Some cities sealed their gates, closed their underground trains, walled themselves in. Others burned everything in a hundred-mile radius.

Satellite images showed the darkening of Earth. City lights faded. Roads emptied. All major power grids began to fail. Nature, ironically, thrived. The oceans calmed. Pollution disappeared. Humanity retreated.

But still, the dust fell.

No Cureness. No Time.

Every major pharmaceutical company tried. Governments poured their final funds into labs, biological think tanks, military virology. Promises were made—cures in weeks, immunity serums in development.

They all failed.

The dust could not be removed. Once inhaled, it embedded in the bloodstream. It restructured DNA silently, like a parasite playing god. Every known treatment only accelerated mutation.

Radiation? Ineffective.

Fire? The infected walked through it, screaming, but unyielding.

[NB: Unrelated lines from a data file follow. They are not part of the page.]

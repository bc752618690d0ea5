use std::io;
use std::path::PathBuf;

use rocket::data::ByteUnit;
use rocket::http::Status;
use rocket::request::Request;
use rocket::response::{self, status::Custom, Responder};
use rocket::serde::json::Json;

pub type Result<T> = std::result::Result<T, Error>;

/// Pipeline and export errors
#[derive(thiserror::Error, Debug)]
pub enum Error {
  #[error("could not decode gif: {0}")]
  Decode(#[from] gif::DecodingError),

  #[error("no frames found in gif")]
  NoFrames,

  #[error("unsupported image format, expected a gif")]
  UnsupportedFormat,

  #[error("patch buffer holds {actual} bytes, expected {expected}")]
  PatchSize { expected: usize, actual: usize },

  #[error("image error: {0}")]
  Image(#[from] image::ImageError),

  #[error("archive error: {0}")]
  Archive(#[from] zip::result::ZipError),

  #[error("io error: {0}")]
  Io(#[from] io::Error),

  /// `number` counts from 1, the way frames are presented.
  #[error("frame {number} out of range, {count} frames loaded")]
  FrameOutOfRange { number: usize, count: usize },

  #[error("upload exceeds the {limit} limit")]
  TooLarge { limit: ByteUnit },

  #[error("no gif loaded")]
  NoSession,

  /// A newer load or a reset started while this one was compositing.
  #[error("load was superseded")]
  Superseded,

  #[error("could not read sample {}: {source}", .path.display())]
  Sample {
    path: PathBuf,
    #[source]
    source: io::Error,
  },
}

impl Error {
  pub fn status(&self) -> Status {
    match self {
      Error::Decode(_) | Error::NoFrames | Error::PatchSize { .. } => {
        Status::UnprocessableEntity
      },
      Error::UnsupportedFormat => Status::UnsupportedMediaType,
      Error::TooLarge { .. } => Status::PayloadTooLarge,
      Error::FrameOutOfRange { .. } | Error::NoSession => Status::NotFound,
      Error::Superseded => Status::Conflict,
      Error::Image(_) | Error::Archive(_) | Error::Io(_) | Error::Sample { .. } => {
        Status::InternalServerError
      },
    }
  }
}

#[derive(Debug, Serialize)]
struct ErrorBody {
  error: String,
}

impl<'r> Responder<'r, 'static> for Error {
  fn respond_to(self, req: &'r Request<'_>) -> response::Result<'static> {
    let status = self.status();
    if status == Status::InternalServerError {
      tracing::error!("{} {}: {}", req.method(), req.uri(), self);
    } else {
      tracing::warn!("{} {}: {}", req.method(), req.uri(), self);
    }
    Custom(status, Json(ErrorBody { error: self.to_string() })).respond_to(req)
  }
}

Surgery? The organs regrew, twisted.

Injections? The Starduss reacted violently.

There was no vaccine. No antidote. Only death, or something worse.

The Fall of the World

Within one year, 78% of Earth's population vanished.

Not all to death. Some wandered into the wilds, transformed into things that no longer answered to human names. Others joined new cults, worshipping the stars, offering themselves to the "Creators" they believed would descend.

Governments collapsed like dominoes. Cities fell silent. Megalopolises became graves. Airports turned into refugee camps, then became fire pits.

The old world ended without ceremony. No climactic battle. No mass rebellion.

Just… silence.

And then, from the silence: screams.

Humanity Still Fights

Yet, even in death's shadow, humanity refused to die.

They built bunkers, miles below the Earth. Shelters made of steel and bio-filters. Massive underground cities—called safeshelves—engineered to outlast decades.

Communities formed, guarded by AI drones and bio-coded doors. Entry was forbidden to the infected. Life was simple: rationed water, freeze-dried meals, exercise cycles, education consoles.

They built new weapons—pulse guns, plasma mines, cryo spears. Tools not to cure, but to kill whatever came from the Starduss.

New languages evolved. New oaths sworn. Every child born underground was told the same story:

"The world above has fallen. But one day, we will rise."

Above ground, resistance factions roamed, scavenging old tech, protecting what remained of humanity's memory. They fought the transformed, the mutants, the creatures that once were men.

And even then, something worse awaited them. Something that hadn't awakened yet.

But it would.

One Final Whisper

They say there was a final experiment. A last-ditch effort to understand the Starduss.

A program known only to the highest few. A single subject, altered not by choice but by design.

Buried beneath one of the earliest laboratories, long since abandoned by the living, he sleeps.

A meta-human. Neither infected nor pure.

Not born. Created.

He is known by no name, yet the world will come to remember him as the last chance. The final variable. The only one who might understand the truth of what the Starduss is… and what it wants.

He is the last test subject.

And when he wakes… everything will begin again.